-- What the exercise asks --
The line that contains "let lower = url.to_ascii_lowercase();" marks the start. Output it and all remaining lines exactly, through the final line of the listing.

--- Excerpted data ---

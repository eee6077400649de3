//! Health check and tenant favicon

use axum::Json;
use axum::extract::State;
use axum::http::{HeaderMap, StatusCode};
use axum::response::{IntoResponse, Redirect, Response};

use crate::db::restaurants;
use crate::middleware::sanitize::unescape_html;
use crate::state::AppState;
use crate::tenant::tenant_slug;

/// GET /health: liveness plus a database ping
pub async fn health_check(State(state): State<AppState>) -> Response {
    let database = match sqlx::query("SELECT 1").execute(&state.pool).await {
        Ok(_) => "ok",
        Err(e) => {
            tracing::error!(error = %e, "Health check database ping failed");
            "unavailable"
        }
    };
    let status = if database == "ok" {
        StatusCode::OK
    } else {
        StatusCode::SERVICE_UNAVAILABLE
    };

    let body = Json(serde_json::json!({
        "status": if status == StatusCode::OK { "ok" } else { "degraded" },
        "service": "mesa-cloud",
        "version": env!("CARGO_PKG_VERSION"),
        "environment": state.config.environment.as_str(),
        "database": database,
    }));
    (status, body).into_response()
}

/// GET /favicon.ico: the tenant's favicon (or logo) when addressed by
/// subdomain, otherwise the platform default
pub async fn favicon(State(state): State<AppState>, headers: HeaderMap) -> Redirect {
    let default = || Redirect::temporary(&state.config.default_favicon_url);

    let Some(slug) = tenant_slug(&headers, &state.config.base_domain) else {
        return default();
    };
    match restaurants::favicon_for_slug(&state.pool, &slug).await {
        Ok(Some(stored)) => match redirect_target(&stored) {
            Some(url) => Redirect::temporary(&url),
            None => {
                tracing::warn!(slug = %slug, "Stored favicon URL is not redirectable");
                default()
            }
        },
        Ok(None) => default(),
        Err(e) => {
            let err: shared::error::AppError = e.into();
            tracing::warn!(slug = %slug, error = %err, "Favicon lookup failed");
            default()
        }
    }
}

/// Stored URLs are entity-escaped; only absolute http(s) or site-rooted
/// paths are used as redirect targets
fn redirect_target(stored: &str) -> Option<String> {
    let url = unescape_html(stored.trim());
    let lower = url.to_ascii_lowercase();
    let absolute = lower.starts_with("https://") || lower.starts_with("http://");
    let rooted = url.starts_with('/') && !url.starts_with("//");
    let clean = !url.chars().any(|c| c.is_control() || c.is_whitespace());
    ((absolute || rooted) && clean).then_some(url)
}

---

-- Completed task --
    let lower = url.to_ascii_lowercase();
    let absolute = lower.starts_with("https://") || lower.starts_with("http://");
    let rooted = url.starts_with('/') && !url.starts_with("//");
    let clean = !url.chars().any(|c| c.is_control() || c.is_whitespace());
    ((absolute || rooted) && clean).then_some(url)
}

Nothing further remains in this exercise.